Summit in Doha and the new Arab axis

Summit in Doha and the new Arab axis

Summit in Doha and the new Arab axis

The Arab summit is the perfect place to uncover the political affiliations of the countries in the region. The endless conflicts plaguing the summits drain the abilities of these states and also confuse agendas and the Arabs get nothing but more conflicts.
In the Baghdad summit in 1990, President Saddam Hussein boasted of his victory against Iran and explained his superiority over other Arab leaders. But he also stage-managed the plan to conquer Kuwait inside the very summit with the help of other four Arab allies. Three months later, another summit was conducted in Egypt to kick him out of Kuwait and it authorized the intervention of US forces.
In Beirut in 2002, the Damascus axis allied against Yasser Arafat and locked him inside his office in Ramallah.
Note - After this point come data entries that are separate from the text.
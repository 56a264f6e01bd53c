use super::*;
use test_utils::factory::item_request::RequestFactory;

/// Tests that only the requester's own requests come back, newest first.
///
/// Expected: Ok with the requester's two requests ordered by creation time
/// descending
#[tokio::test]
async fn returns_own_requests_newest_first() -> Result<(), DbErr> {
    let test = TestBuilder::new()
        .with_table(User)
        .with_table(ItemRequest)
        .build()
        .await
        .unwrap();
    let db = test.db.as_ref().unwrap();

    let requester = factory::create_user(db).await?;
    let other = factory::create_user(db).await?;

    let now = Utc::now();
    let older = RequestFactory::new(db, requester.id)
        .created(now - Duration::hours(2))
        .build()
        .await?;
    let newer = RequestFactory::new(db, requester.id)
        .created(now - Duration::hours(1))
        .build()
        .await?;
    factory::create_request(db, other.id).await?;

    let requests = RequestRepository::new(db)
        .find_by_requester(requester.id)
        .await?;

    let ids: Vec<i32> = requests.iter().map(|r| r.id).collect();
    assert_eq!(ids, vec![newer.id, older.id]);

    Ok(())
}
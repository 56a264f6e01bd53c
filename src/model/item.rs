use chrono::{DateTime, Utc};
use serde::{Deserialize, Serialize};
use utoipa::ToSchema;

#[derive(Serialize, Deserialize, PartialEq, Clone, Debug, ToSchema)]
#[serde(rename_all = "camelCase")]
pub struct CreateItemDto {
    pub name: String,
    pub description: String,
    /// Required; kept optional in the DTO so a missing value surfaces as a 400
    /// validation failure instead of a deserialization rejection.
    pub available: Option<bool>,
    pub request_id: Option<i32>,
}

/// Partial update. Absent fields are left untouched.
#[derive(Serialize, Deserialize, PartialEq, Clone, Debug, Default, ToSchema)]
pub struct UpdateItemDto {
    pub name: Option<String>,
    pub description: Option<String>,
    pub available: Option<bool>,
}

/// Booking summary attached to an owner's item view.
#[derive(Serialize, Deserialize, PartialEq, Clone, Debug, ToSchema)]
#[serde(rename_all = "camelCase")]
pub struct BookingSummaryDto {
    pub id: i32,
    pub booker_id: i32,
}

#[derive(Serialize, Deserialize, PartialEq, Clone, Debug, ToSchema)]
#[serde(rename_all = "camelCase")]
pub struct CommentDto {
    pub id: i32,
    pub text: String,
    pub author_name: String,
    pub created: DateTime<Utc>,
}

#[derive(Serialize, Deserialize, PartialEq, Clone, Debug, ToSchema)]
pub struct CreateCommentDto {
    pub text: String,
}

/// Item view. `last_booking` and `next_booking` are only populated when the
/// viewer is the item's owner.
#[derive(Serialize, Deserialize, PartialEq, Clone, Debug, ToSchema)]
#[serde(rename_all = "camelCase")]
pub struct ItemDto {
    pub id: i32,
    pub owner_id: i32,
    pub name: String,
    pub description: String,
    pub available: bool,
    pub request_id: Option<i32>,
    pub last_booking: Option<BookingSummaryDto>,
    pub next_booking: Option<BookingSummaryDto>,
    pub comments: Vec<CommentDto>,
}

impl ItemDto {
    /// Maps an item entity to its view with no booking summaries and no
    /// comments; callers enrich the view where the endpoint requires it.
    pub fn from_model(item: entity::item::Model) -> Self {
        Self {
            id: item.id,
            owner_id: item.owner_id,
            name: item.name,
            description: item.description,
            available: item.available,
            request_id: item.request_id,
            last_booking: None,
            next_booking: None,
            comments: Vec::new(),
        }
    }
}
They even tried to prevent him from giving his speech through satellite TV channels.
In three successive years, the same axis waged a war against Riyadh in three summits. The axis countries could control their own summits in Damascus, Doha and Sirte of Libya. Arabs were then spilt into two fighting camps. These were politically unstable years.
It is not a surprise that these summits are just a reflection of our problems as they represent helpless Arab governments.
Those who listened to the speeches delivered last night in Doha summit recognize the same old nexus in all previous summits.
Muhammad Mursi, for example, threw his paper down and kept warning over and over against interfering in his country’s internal affairs.
We are expecting an impending crisis apart from the fact that formation of a caretaker Syrian government headed by someone we never heard of was rushed through. This is also part of the kind of conspiracies that do no any favors but rather distract us from the major causes. Just like what happened in the summit that blocked Rafik Al-Hariri, the Lebanese prime minister, and the summit that defended his assassination.
As a matter of fact, the first Arab summit that took place in Anshas, Egypt in 1946, was also a conspiracy by seven Arab states.
It is also possible that this first summit was arranged by Gen. Clayton, the then chief of British Army Intelligence, and Briance, associate director of British intelligence in Palestine. This possibility is promoted by Arab countries that were not invited to the summit. But for the record, it was the summit where Palestine was recognized as a state for the first time and made it an Arab cause.